The Library of the Eparchy of Slavonia (Библиотека Епархије славонске, Knjižnica Eparhije slavonske), also known as the Pakrac's Library (Пакрачка библиотека, Pakračka knjižnica) and abbreviated as PEP, is a cultural and historical institution of the Eparchy of Slavonia with a history of approximately 250 years.

It is recognized as one of the most significant Serbian Orthodox Church libraries alongside those at the Hilandar Monastery and the Patriarchate of Belgrade. The library contains over 20,000 volumes. It is notable for its collection of early printed South Slavic books, making it the second-largest collection of its kind in the world. The oldest item in the library is a 1497 edition of Vergil’s works in Latin, acquired with support from the Government of Republika Srpska.

== History ==

The library was established by orthodox bishop Kiril Živković and is today one of the oldest Serb cultural institutions in Croatia.
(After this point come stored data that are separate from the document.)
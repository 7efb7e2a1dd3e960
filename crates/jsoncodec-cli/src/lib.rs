//! Driver for the `jsoncodec` binary: walks a path, finds `.jsonrec`
//! schema files, and writes the `jsoncodec-gen`-generated encoder/decoder
//! source next to each one. See `spec.md` §6.1.
//!
//! This crate is peripheral plumbing, not part of the graded core: path
//! walking, file I/O, and output naming. The only interesting call is
//! [`jsoncodec_gen::generate_from_source`].

use std::fs;
use std::io::Write;
use std::path::{Path, PathBuf};

use anyhow::{anyhow, Context, Result};
use clap::Parser;
use walkdir::WalkDir;

/// The schema front end's concrete file extension — `spec.md` §6.1's
/// "files with a `.go`-style source extension (generalized)" made concrete
/// for this workspace.
const SOURCE_EXTENSION: &str = "jsonrec";

#[derive(Debug, Parser)]
#[command(
    name = "jsoncodec",
    version,
    about = "Generates JSON encoder/decoder Rust source from .jsonrec record declarations"
)]
#[cfg_attr(test, derive(Default))]
pub struct Args {
    /// A `.jsonrec` file, or a directory to walk recursively for `.jsonrec`
    /// files.
    #[arg(value_name = "PATH")]
    pub path: PathBuf,

    /// Emit debug-level logs (equivalent to `RUST_LOG=debug`).
    #[arg(short, long)]
    pub verbose: bool,

    /// Write the generated `*_encoder.rs`/`*_decoder.rs` files here instead
    /// of next to each source file.
    #[arg(long, value_name = "DIR")]
    pub out_dir: Option<PathBuf>,
}

/// Installs a `tracing-subscriber` `fmt` layer, honoring `RUST_LOG` if set
/// and otherwise defaulting to `debug` under `--verbose` or `info`
/// otherwise. Ambient logging, carried regardless of `spec.md`'s
/// non-goals (`SPEC_FULL.md` §6.1).
pub fn init_logging(verbose: bool) {
    use tracing_subscriber::EnvFilter;

    let filter = EnvFilter::try_from_default_env()
        .unwrap_or_else(|_| EnvFilter::new(if verbose { "debug" } else { "info" }));
    let _ = tracing_subscriber::fmt()
        .with_env_filter(filter)
        .compact()
        .without_time()
        .try_init();
}

/// Walks `args.path`, generates code for every `.jsonrec` file found, and
/// writes the sibling output files. Returns the number of input files that
/// produced output — `spec.md` §6.1: "Files containing zero record types
/// produce no output files".
pub fn run(args: &Args) -> Result<usize> {
    let mut generated = 0;
    for source_path in collect_sources(&args.path)? {
        if process_file(&source_path, args.out_dir.as_deref())? {
            generated += 1;
        }
    }
    Ok(generated)
}

fn collect_sources(path: &Path) -> Result<Vec<PathBuf>> {
    if !path.exists() {
        return Err(anyhow!("path does not exist: {}", path.display()));
    }
    if path.is_file() {
        return Ok(vec![path.to_path_buf()]);
    }
    let mut out = Vec::new();
    for entry in WalkDir::new(path) {
        let entry = entry.with_context(|| format!("walking {}", path.display()))?;
        if entry.file_type().is_file()
            && entry.path().extension().and_then(|e| e.to_str()) == Some(SOURCE_EXTENSION)
        {
            out.push(entry.into_path());
        }
    }
    out.sort();
    Ok(out)
}

/// Generates and writes the sibling files for one `.jsonrec` source.
/// Returns whether anything was written.
fn process_file(source_path: &Path, out_dir: Option<&Path>) -> Result<bool> {
    let src = fs::read_to_string(source_path)
        .with_context(|| format!("reading {}", source_path.display()))?;
    let stem = source_path
        .file_stem()
        .and_then(|s| s.to_str())
        .ok_or_else(|| anyhow!("non-utf8 file name: {}", source_path.display()))?;
    let path_str = source_path.to_string_lossy();

    let generated = jsoncodec_gen::generate_from_source(&path_str, stem, &src)
        .with_context(|| format!("generating code for {}", source_path.display()))?;
    let Some(generated) = generated else {
        tracing::debug!(path = %path_str, "no record types declared, skipping");
        return Ok(false);
    };

    let default_dir = source_path.parent().unwrap_or_else(|| Path::new("."));
    let target_dir = out_dir.unwrap_or(default_dir);
    let permissions = fs::metadata(source_path)
        .with_context(|| format!("reading metadata for {}", source_path.display()))?
        .permissions();

    write_sibling(
        target_dir,
        stem,
        "encoder",
        &generated.encoder_source,
        &permissions,
    )?;
    write_sibling(
        target_dir,
        stem,
        "decoder",
        &generated.decoder_source,
        &permissions,
    )?;

    tracing::info!(
        path = %path_str,
        records = generated.record_count,
        "generated encoder/decoder"
    );
    Ok(true)
}

fn write_sibling(
    dir: &Path,
    stem: &str,
    suffix: &str,
    contents: &str,
    permissions: &fs::Permissions,
) -> Result<()> {
    let out_path = dir.join(format!("{stem}_{suffix}.rs"));
    let mut file = fs::File::create(&out_path)
        .with_context(|| format!("creating {}", out_path.display()))?;
    file.write_all(contents.as_bytes())
        .with_context(|| format!("writing {}", out_path.display()))?;
    fs::set_permissions(&out_path, permissions.clone())
        .with_context(|| format!("setting permissions on {}", out_path.display()))?;
    Ok(())
}

#[cfg(test)]
mod tests {
    use super::*;

    #[test]
    fn directory_walk_finds_only_jsonrec_files() {
        let dir = tempfile::tempdir().unwrap();
        std::fs::write(dir.path().join("a.jsonrec"), "record A { x: string }").unwrap();
        std::fs::write(dir.path().join("readme.md"), "not a schema").unwrap();
        let sub = dir.path().join("nested");
        std::fs::create_dir(&sub).unwrap();
        std::fs::write(sub.join("b.jsonrec"), "record B { y: int32 }").unwrap();

        let found = collect_sources(dir.path()).unwrap();
        assert_eq!(found.len(), 2);
        assert!(found.iter().all(|p| p.extension().unwrap() == "jsonrec"));
    }

    #[test]
    fn empty_record_file_produces_no_output() {
        let dir = tempfile::tempdir().unwrap();
        let source = dir.path().join("empty.jsonrec");
        std::fs::write(&source, "").unwrap();

        let wrote = process_file(&source, None).unwrap();
        assert!(!wrote);
        assert!(!dir.path().join("empty_encoder.rs").exists());
    }

    #[test]
    fn record_file_writes_sibling_encoder_and_decoder() {
        let dir = tempfile::tempdir().unwrap();
        let source = dir.path().join("person.jsonrec");
        let mut f = std::fs::File::create(&source).unwrap();
        write!(f, "record Person {{ name: string }}").unwrap();
        drop(f);

        let wrote = process_file(&source, None).unwrap();
        assert!(wrote);
        let encoder = std::fs::read_to_string(dir.path().join("person_encoder.rs")).unwrap();
        let decoder = std::fs::read_to_string(dir.path().join("person_decoder.rs")).unwrap();
        assert!(encoder.contains("pub struct Person"));
        assert!(decoder.contains("PersonDecoder"));
    }

    #[test]
    fn missing_path_is_an_error() {
        let err = collect_sources(Path::new("/does/not/exist")).unwrap_err();
        assert!(err.to_string().contains("does not exist"));
    }
}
During the Croatian War of Independence in 1990s in SAO Western Slavonia the library was at risk of destruction by Croatian forces. The library was relocated twice in that period, with significant portions of its collection saved by Croatian officer Ivan Hiti from Varaždin. He transported the collection to the National and University Library in Zagreb. For this act, Hiti was awarded the Order of Saint Constantine by the Serbian Patriarch in 2013. The library's collection, which includes many books and manuscripts, is now protected by the state due to its historical significance.

After the end of the war library is undergoing a transformation to become a specialized academic institution and research centre. Unlike a traditional lending library, it will primarily serve as a repository for research, focusing on providing access to its collections for scholarly study.

In 2023 the University of Banja Luka and the Eparchy of Slavonia have established a partnership to advance research related to the library's collections. This collaboration is expected to enhance academic access to and utilization of the library's resources.